Stocks in London endured another day of losses on Thursday, extending Wednesday's slump, as investors flee out of equities on the prospect of slowing economic growth and runaway inflation.

This was hammered home by US Federal Reserve Governor Christopher Waller, who warned he plans to support an even bigger interest rate increase than last month's three-quarter point hike to fight sky-high inflation.

A full point increase in the benchmark lending rate would be the biggest since the early 1980s.

The FTSE 100 index closed down 102.80 points, or 1.4%, at 7,053.57. The FTSE 250 ended down 230.70 points, or 1.2%, at 18,480.66, and the AIM All-Share closed down 8.23 points, or 0.9%, at 870.94.

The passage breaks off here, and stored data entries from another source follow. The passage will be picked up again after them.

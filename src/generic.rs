// Copyright (C) 2025 FZI Forschungszentrum Informatik
// SPDX-License-Identifier: Apache-2.0
//! Table-driven fallback decoding
//!
//! Subsystems without dedicated templates for (some of) their events are
//! rendered by [`generic`], which names the event via a table. Events not
//! covered by any table, and records of unknown subsystems, are rendered by
//! [`default`] as hex dumps.

use core::fmt::{self, Write};

use crate::record::Id;
use crate::tables;

/// Render a record using an event name table
///
/// Opening records are rendered as the subsystem `name`, the event's name and
/// the payload words. If the event is not in the `table`, [`default`] is used
/// instead. Continuation records only show the payload words.
pub fn generic<W: Write>(
    f: &mut W,
    table: &[&'static str],
    name: &str,
    id: Id,
    d1: u32,
    d2: u32,
    d3: u32,
) -> fmt::Result {
    match tables::lookup(table, id.event()) {
        Some(event) if !id.is_continuation() => {
            write!(f, "{name}: {event} 0x{d1:08x} 0x{d2:08x} 0x{d3:08x}")
        }
        _ => default(f, name, id, d1, d2, d3),
    }
}

/// Render a record as hex dump
///
/// Opening records are rendered as the subsystem `name`, the event code and
/// the payload words. Continuation records only show the payload words.
pub fn default<W: Write>(
    f: &mut W,
    name: &str,
    id: Id,
    d1: u32,
    d2: u32,
    d3: u32,
) -> fmt::Result {
    if id.is_continuation() {
        write!(f, "0x{d1:08x} 0x{d2:08x} 0x{d3:08x}")
    } else {
        let event = id.event();
        write!(f, "{name}: [0x{event:04x}] 0x{d1:08x} 0x{d2:08x} 0x{d3:08x}")
    }
}
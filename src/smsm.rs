// Copyright (C) 2025 FZI Forschungszentrum Informatik
// SPDX-License-Identifier: Apache-2.0
//! Shared memory state machine (SMSM) state words
//!
//! An SMSM state word encodes the synchronization state of the apps and modem
//! processors, the inter-processor interrupt bytes exchanged between them and
//! a number of single-bit flags. [`State`] renders such a word as a sequence
//! of `|`-separated tokens.

use core::fmt;

use crate::tables;

const SYNC_STATE_MASK: u32 = 0xf;
const MODEM_STATE_SHIFT: u32 = 0;
const APPS_STATE_SHIFT: u32 = 4;
const IPI_MODEM_APPS_SHIFT: u32 = 16;
const IPI_APPS_MODEM_SHIFT: u32 = 24;

/// Single-bit flags and their labels, in order of appearance
static FLAGS: [(u32, &str); 13] = [
    (0x0001_0000, "RESET_A"),
    (0x0002_0000, "RESET_M"),
    (0x0004_0000, "RPM_ACT"),
    (0x0008_0000, "SLEEP_V"),
    (0x0010_0000, "SMD_E"),
    (0x0020_0000, "PROXY_A"),
    (0x0040_0000, "SHR_A"),
    (0x0080_0000, "SENSORS"),
    (0x0100_0000, "QMI_FWD"),
    (0x0200_0000, "SSR_SHD"),
    (0x0400_0000, "MPU_SHD"),
    (0x0800_0000, "APPS_DBG"),
    (0x1000_0000, "WCNSS"),
];

/// Render an SMSM state word
///
/// # Example
///
/// ```
/// use smem_log::smsm::format_state;
///
/// let state = format_state(0x0044_0150);
/// assert_eq!(
///     state.to_string(),
///     "APPS:READY | MODEM:OFF | IPI_M2A:0x44 | IPI_A2M:0x00 | RPM_ACT | SHR_A",
/// );
/// ```
pub fn format_state(word: u32) -> State {
    State(word)
}

/// SMSM state word, displayable as a description
#[derive(Copy, Clone, Debug, PartialEq, Eq)]
pub struct State(pub u32);

impl State {
    /// Synchronization state of the apps processor
    pub fn apps(self) -> &'static str {
        sync_state((self.0 >> APPS_STATE_SHIFT) & SYNC_STATE_MASK)
    }

    /// Synchronization state of the modem processor
    pub fn modem(self) -> &'static str {
        sync_state((self.0 >> MODEM_STATE_SHIFT) & SYNC_STATE_MASK)
    }

    /// Interrupt byte sent from the modem to the apps processor
    pub fn ipi_modem_to_apps(self) -> u8 {
        (self.0 >> IPI_MODEM_APPS_SHIFT) as u8
    }

    /// Interrupt byte sent from the apps processor to the modem
    pub fn ipi_apps_to_modem(self) -> u8 {
        (self.0 >> IPI_APPS_MODEM_SHIFT) as u8
    }

    /// Iterate over the labels of all flags set
    pub fn flags(self) -> impl Iterator<Item = &'static str> {
        FLAGS
            .iter()
            .filter(move |(mask, _)| self.0 & mask != 0)
            .map(|(_, label)| *label)
    }
}

impl fmt::Display for State {
    fn fmt(&self, f: &mut fmt::Formatter<'_>) -> fmt::Result {
        write!(
            f,
            "APPS:{} | MODEM:{} | IPI_M2A:0x{:02x} | IPI_A2M:0x{:02x}",
            self.apps(),
            self.modem(),
            self.ipi_modem_to_apps(),
            self.ipi_apps_to_modem(),
        )?;
        self.flags().try_for_each(|l| write!(f, " | {l}"))
    }
}

fn sync_state(index: u32) -> &'static str {
    tables::lookup(&tables::SMSM_STATES, index).unwrap_or("INV")
}

#[cfg(test)]
mod tests {
    extern crate alloc;

    use super::*;

    use alloc::string::ToString;
    use core::fmt::Write;

    use crate::text::Bounded;

    macro_rules! state_test {
        ($n:ident, $w:literal, $s:literal) => {
            #[test]
            fn $n() {
                assert_eq!(format_state($w).to_string(), $s);
            }
        };
    }

    state_test!(zero, 0, "APPS:OFF | MODEM:OFF | IPI_M2A:0x00 | IPI_A2M:0x00");
    state_test!(
        ready,
        0x0000_0055,
        "APPS:READY | MODEM:READY | IPI_M2A:0x00 | IPI_A2M:0x00"
    );
    state_test!(
        invalid_states,
        0x0000_00f8,
        "APPS:INV | MODEM:INV | IPI_M2A:0x00 | IPI_A2M:0x00"
    );
    state_test!(
        resets,
        0x0003_0027,
        "APPS:BOOT | MODEM:RST | IPI_M2A:0x03 | IPI_A2M:0x00 | RESET_A | RESET_M"
    );
    state_test!(
        all_flags,
        0x1fff_0000,
        "APPS:OFF | MODEM:OFF | IPI_M2A:0xff | IPI_A2M:0x1f | RESET_A | RESET_M | RPM_ACT \
        | SLEEP_V | SMD_E | PROXY_A | SHR_A | SENSORS | QMI_FWD | SSR_SHD | MPU_SHD \
        | APPS_DBG | WCNSS"
    );
    state_test!(
        upper_bits_ignored,
        0xe000_0011,
        "APPS:DOWN | MODEM:DOWN | IPI_M2A:0x00 | IPI_A2M:0xe0"
    );

    #[test]
    fn truncated_into_bounded() {
        let mut buf = Bounded::<16>::new();
        write!(buf, "{}", format_state(0x1fff_0055)).unwrap();
        assert_eq!(buf.as_str(), "APPS:READY | MOD");
        assert!(buf.is_truncated());
    }
}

The Cboe UK 100 ended down 1.6% at 703.18, the Cboe UK 250 closed down 1.7% at 16,058.91, and the Cboe Small Companies ended down 1.6% at 12,479.16.

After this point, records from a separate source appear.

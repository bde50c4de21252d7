// Copyright (C) 2025 FZI Forschungszentrum Informatik
// SPDX-License-Identifier: Apache-2.0

extern crate alloc;

use super::*;

use alloc::format;
use alloc::vec::Vec;

macro_rules! processor_test {
    ($n:ident, $i:literal, $p:ident, $s:literal) => {
        #[test]
        fn $n() {
            let processor = Id::new($i).processor();
            assert_eq!(processor, Processor::$p);
            assert_eq!(processor.name(), $s);
        }
    };
}

processor_test!(processor_modem, 0x0002_0001, Modem, "MODM");
processor_test!(processor_qdsp, 0x4002_0001, Qdsp, "QDSP");
processor_test!(processor_apps, 0x8002_0001, Apps, "APPS");
processor_test!(processor_wcnss, 0xc006_0002, Wcnss, "WCNS");
processor_test!(processor_continuation, 0x9006_0001, Apps, "APPS");

#[test]
fn id_fields() {
    let id = Id::new(0xd00a_1234);
    assert_eq!(id.raw(), 0xd00a_1234);
    assert!(id.is_continuation());
    assert!(!id.is_padding());
    assert_eq!(id.base(), 0x000a_0000);
    assert_eq!(id.event(), 0x1234);
    assert_eq!(id.processor(), Processor::Wcnss);

    let id = Id::from(0x8006_0001);
    assert!(!id.is_continuation());
    assert_eq!(id.base(), 0x0006_0000);
    assert_eq!(id.event(), 1);

    assert!(Id::new(0).is_padding());
    assert!(Id::new(0x2000_0000).is_continuation());
    assert!(Id::new(0x3000_0000).is_continuation());
}

#[test]
fn id_hex() {
    assert_eq!(format!("{:08x}", Id::new(0x0002_0001)), "00020001");
    assert_eq!(format!("{:#x}", Id::new(0xc006_0002)), "0xc0060002");
}

#[test]
fn wire_format() {
    let bytes = [
        0x01, 0x00, 0x02, 0x00, // id
        0xe8, 0x03, 0x00, 0x00, // timestamp
        0x44, 0x33, 0x22, 0x11, // d1
        0x00, 0x00, 0x00, 0x00, // d2
        0xff, 0xff, 0xff, 0xff, // d3
    ];
    let record = LogRecord::from_le_bytes(&bytes);
    assert_eq!(record, LogRecord::new(0x0002_0001, 1000, 0x1122_3344, 0, u32::MAX));
    assert_eq!(record.payload(), [0x1122_3344, 0, u32::MAX]);
    assert_eq!(record.to_le_bytes(), bytes);
}

fn encode(records: &[LogRecord]) -> Vec<u8> {
    records.iter().flat_map(LogRecord::to_le_bytes).collect()
}

#[test]
fn reader() {
    let records = [
        LogRecord::new(0x0002_0001, 1000, 0, 0, 0),
        LogRecord::default(),
        LogRecord::new(0x8006_0001, 1010, 1, 2, 3),
    ];
    let data = encode(&records);
    let mut reader = Reader::new(&data);
    assert_eq!(reader.bytes_left(), 60);
    assert_eq!(reader.read_record(), Ok(records[0]));
    assert_eq!(reader.bytes_left(), 40);
    let rest: Result<Vec<_>, _> = reader.collect();
    assert_eq!(rest, Ok(records[1..].to_vec()));
}

#[test]
fn reader_trailing_data() {
    let mut data = encode(&[LogRecord::new(0x0002_0001, 1000, 0, 0, 0)]);
    data.extend([0u8; 12]);
    let mut reader = Reader::new(&data);
    assert!(matches!(reader.next(), Some(Ok(_))));
    assert_eq!(
        reader.next(),
        Some(Err(Error::InsufficientData(NonZeroUsize::new(8).unwrap()))),
    );
    assert_eq!(reader.next(), None);
    assert_eq!(reader.bytes_left(), 0);
}

#[test]
fn reader_empty() {
    let mut reader = Reader::new(&[]);
    assert_eq!(reader.next(), None);
    assert_eq!(
        reader.read_record(),
        Err(Error::InsufficientData(NonZeroUsize::new(20).unwrap())),
    );
}

fn batch_header(dropped: u32, available: u32, count: u32) -> Vec<u8> {
    [dropped, available, count]
        .into_iter()
        .flat_map(u32::to_le_bytes)
        .collect()
}

#[test]
fn batch() {
    let records = [
        LogRecord::new(0x0002_0001, 1000, 0, 0, 0),
        LogRecord::new(0x0006_0001, 1001, 4, 5, 6),
    ];
    let mut data = batch_header(3, 17, 2);
    data.extend(encode(&records));
    // Trailing data beyond the announced records
    data.extend([0xffu8; 7]);

    let batch = Batch::parse(&data).unwrap();
    assert_eq!(batch.dropped, 3);
    assert_eq!(batch.available, 17);
    assert_eq!(batch.len(), 2);
    assert!(!batch.is_empty());
    assert_eq!(batch.records().collect::<Vec<_>>(), records.to_vec());
}

#[test]
fn batch_empty() {
    let data = batch_header(0, 0, 0);
    assert_eq!(data.len(), Batch::HEADER_SIZE);
    let batch = Batch::parse(&data).unwrap();
    assert!(batch.is_empty());
    assert_eq!(batch.records().count(), 0);
}

#[test]
fn batch_short_header() {
    assert_eq!(
        Batch::parse(&[0; 5]).map(|b| b.len()),
        Err(Error::InsufficientData(NonZeroUsize::new(7).unwrap())),
    );
}

#[test]
fn batch_short_records() {
    let mut data = batch_header(0, 0, 2);
    data.extend(encode(&[LogRecord::new(0x0002_0001, 1000, 0, 0, 0)]));
    assert_eq!(
        Batch::parse(&data).map(|b| b.len()),
        Err(Error::InsufficientData(NonZeroUsize::new(20).unwrap())),
    );
}
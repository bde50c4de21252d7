// Copyright (C) 2025 FZI Forschungszentrum Informatik
// SPDX-License-Identifier: Apache-2.0
//! Serde-specific utilties

use core::fmt;

use serde::{Deserializer, Serializer};

/// Serde "module" for (de)serilizing `bool` options
///
/// Options are serialized as plain booleans. For deserialization, both
/// booleans and the integers `0` and `1` are accepted.
pub struct Flag;

impl Flag {
    pub fn serialize<S>(value: &bool, serializer: S) -> Result<S::Ok, S::Error>
    where
        S: Serializer,
    {
        serializer.serialize_bool(*value)
    }

    pub fn deserialize<'de, D>(deserializer: D) -> Result<bool, D::Error>
    where
        D: Deserializer<'de>,
    {
        deserializer.deserialize_any(FlagVisitor)
    }
}

/// [`Visitor`][serde::de::Visitor] for parsing boolean flags
struct FlagVisitor;

impl serde::de::Visitor<'_> for FlagVisitor {
    type Value = bool;

    fn expecting(&self, formatter: &mut fmt::Formatter<'_>) -> fmt::Result {
        write!(formatter, "a boolean, 0 or 1")
    }

    fn visit_bool<E>(self, v: bool) -> Result<Self::Value, E>
    where
        E: serde::de::Error,
    {
        Ok(v)
    }

    fn visit_i64<E>(self, v: i64) -> Result<Self::Value, E>
    where
        E: serde::de::Error,
    {
        match v {
            0 => Ok(false),
            1 => Ok(true),
            v => Err(E::invalid_value(
                serde::de::Unexpected::Signed(v),
                &"0 or 1",
            )),
        }
    }

    fn visit_u64<E>(self, v: u64) -> Result<Self::Value, E>
    where
        E: serde::de::Error,
    {
        match v {
            0 => Ok(false),
            1 => Ok(true),
            v => Err(E::invalid_value(
                serde::de::Unexpected::Unsigned(v),
                &"0 or 1",
            )),
        }
    }
}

In European equities on Thursday, the CAC 40 in Paris ended down 1.4%, while the DAX 40 in Frankfurt ended 1.9% lower.

The European Commission on Thursday slashed growth forecasts for the eurozone, saying the consequences from the war in Ukraine were continuing to destabilise the economy because of record high inflation.

The EU executive, which tracks the economy for the 27 countries in the EU, said GDP growth in the eurozone would reach 2.6% in 2022 and a sharply lowered 1.4% in 2023.

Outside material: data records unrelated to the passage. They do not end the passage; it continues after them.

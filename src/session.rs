// Copyright (C) 2025 FZI Forschungszentrum Informatik
// SPDX-License-Identifier: Apache-2.0
//! Decoding sessions
//!
//! This module provides the [`Session`], which renders a stream of
//! [`LogRecord`]s as text, one record at a time.

#[cfg(test)]
mod tests;

#[cfg(feature = "alloc")]
use alloc::string::String;
#[cfg(feature = "alloc")]
use alloc::vec::Vec;

use core::fmt::{self, Write};
use core::num::NonZeroU32;

use crate::config::Options;
use crate::header::{Header, render_header};
use crate::record::LogRecord;
use crate::state::Store;
use crate::subsystem::{Context, Subsystem};

/// Create a new [`Builder`] for [`Session`]s
pub fn builder() -> Builder {
    Default::default()
}

/// Builder for [`Session`]s
#[derive(Copy, Clone, Debug, Default)]
pub struct Builder {
    options: Options,
}

impl Builder {
    /// Create a new builder
    pub fn new() -> Self {
        Default::default()
    }

    /// Set all [`Options`]
    pub fn with_options(self, options: &Options) -> Self {
        Self { options: *options }
    }

    /// Set whether times are displayed as raw ticks
    pub fn with_ticks(self, ticks: bool) -> Self {
        Self {
            options: Options {
                ticks,
                ..self.options
            },
        }
    }

    /// Set the rate used for converting ticks to seconds
    pub fn with_clock_rate(self, clock_rate: NonZeroU32) -> Self {
        Self {
            options: Options {
                clock_rate,
                ..self.options
            },
        }
    }

    /// Set whether a line break is emitted before every line header
    pub fn with_newline_before_header(self, newline_before_header: bool) -> Self {
        Self {
            options: Options {
                newline_before_header,
                ..self.options
            },
        }
    }

    /// Build a [`Session`]
    pub fn build(self) -> Session {
        Session::new(self.options)
    }
}

/// Decoding session for a single stream of records
///
/// A session holds the state accumulated while decoding a stream: the base
/// time, which is the timestamp of the first record, and the payload of
/// opening records of messages spanning more than one record. Records of
/// different streams, e.g. different log indices, must be decoded with
/// different sessions.
///
/// Records are expected in the order they were logged. A continuation record
/// is always paired with the last opening record of the same subsystem.
///
/// # Example
///
/// ```
/// use smem_log::record::LogRecord;
/// use smem_log::session;
///
/// let mut session = session::builder()
///     .with_newline_before_header(false)
///     .build();
///
/// let mut text = String::new();
/// let record = LogRecord::new(0x0002_0001, 1000, 0, 0, 0);
/// session.dispatch(&record, &mut text).unwrap();
/// assert_eq!(
///     text,
///     "MODM:       0.000000    SMEM: START 0x00000000 0x00000000 0x00000000",
/// );
/// ```
#[derive(Clone, Debug, Default, PartialEq)]
pub struct Session {
    options: Options,
    base_time: Option<u32>,
    header: Option<Header>,
    state: Store,
}

impl Session {
    /// Create a new session with the given [`Options`]
    pub fn new(options: Options) -> Self {
        Self {
            options,
            base_time: None,
            header: None,
            state: Default::default(),
        }
    }

    /// Retrieve this session's [`Options`]
    pub fn options(&self) -> &Options {
        &self.options
    }

    /// Retrieve the base time, if established
    ///
    /// The base time is the timestamp of the first non-padding record.
    pub fn base_time(&self) -> Option<u32> {
        self.base_time
    }

    /// Retrieve the header of the last message started
    pub fn header(&self) -> Option<&Header> {
        self.header.as_ref()
    }

    /// Retrieve the continuation state
    pub fn state(&self) -> &Store {
        &self.state
    }

    /// Render a single record
    ///
    /// Opening records are rendered starting with a line header, preceded by
    /// a line break if so configured. Continuation records are rendered as a
    /// continuation of the previous record's text. Padding records, i.e.
    /// records with an id of zero, are ignored.
    ///
    /// Errors are only ever emitted by the sink `f`.
    pub fn dispatch<W: Write>(&mut self, record: &LogRecord, f: &mut W) -> fmt::Result {
        self.render(record, f, self.options.newline_before_header)
    }

    /// Render a single record as a [`String`]
    ///
    /// See [`dispatch`][Self::dispatch] for details.
    #[cfg(feature = "alloc")]
    pub fn decode(&mut self, record: &LogRecord) -> String {
        let mut res = String::new();
        // Writing to a `String` does not fail
        let _ = self.dispatch(record, &mut res);
        res
    }

    /// Render records as messages
    ///
    /// Every opening record starts a new message, continuation records are
    /// appended to the last message. Messages do not start with a line break,
    /// regardless of the configured [`Options`].
    #[cfg(feature = "alloc")]
    pub fn messages(&mut self, records: impl IntoIterator<Item = LogRecord>) -> Vec<String> {
        let mut res: Vec<String> = Vec::new();
        for record in records {
            if record.id.is_padding() {
                continue;
            }
            if !record.id.is_continuation() || res.is_empty() {
                res.push(String::new());
            }
            if let Some(message) = res.last_mut() {
                let _ = self.render(&record, message, false);
            }
        }
        res
    }

    fn render<W: Write>(&mut self, record: &LogRecord, f: &mut W, newline: bool) -> fmt::Result {
        let id = record.id;
        if id.is_padding() {
            return Ok(());
        }
        log::trace!("Dispatching record {:08x} @ {:#x}", id, record.timestamp);

        let base_time = *self.base_time.get_or_insert_with(|| {
            log::debug!("Base time set to {:#x}", record.timestamp);
            record.timestamp
        });

        if !id.is_continuation() {
            let header = render_header(
                id.raw(),
                record.timestamp.wrapping_sub(base_time),
                self.options.ticks,
                self.options.clock_rate,
            );
            if newline {
                f.write_char('\n')?;
            }
            write!(f, "{header}")?;
            self.header = Some(header);
        }

        let ctx = Context {
            state: &mut self.state,
            header: self.header.as_ref(),
        };
        Subsystem::from_id(id).decode(f, ctx, id, record.d1, record.d2, record.d3)
    }
}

Inflation would end the year at 7.6%, much higher than previously forecast, and 4.0% in 2023. This is still well above the EU's target level of 2.0% and up from a previous prediction of 2.7%.

‘The evolution of the war and the reliability of gas supplies are unknown, so this forecast is subject to a high degree of uncertainty and downside risks,’ EU Economy Commissioner Paolo Gentiloni told a press conference.

The euro stood at $1.0010 at the European equities close Thursday, down against $1.0089 at the same time on Wednesday.

The pound was quoted at $1.1803 at the London equities close Thursday, down compared to $1.1929 at the close on Wednesday.

Against the yen, the dollar was trading at JP¥139.09, up from JP¥137.35 late Wednesday.

On the FTSE 100, Experian topped the index, closing 3.5% higher despite the Dublin-based credit checking company's total revenue growth slowing in its first quarter, as business in all regions except in the Americas shrank.

Total revenue for the quarter that ended June 30 is set to have grown 7%, slowing from 31% a year ago. Revenue for UK & Ireland fell by 6%, compared to growth of 35% a year ago. Europe, Middle East, Africa & Asia Pacific revenue decreased by 8%, swinging from growth of 78% a year ago.

In contrast, Latin America revenue grew by 30%, slowing only slightly from growth of 33% a year before, while North America grew 8%, slowing more substantially from growth of 26% a year ago.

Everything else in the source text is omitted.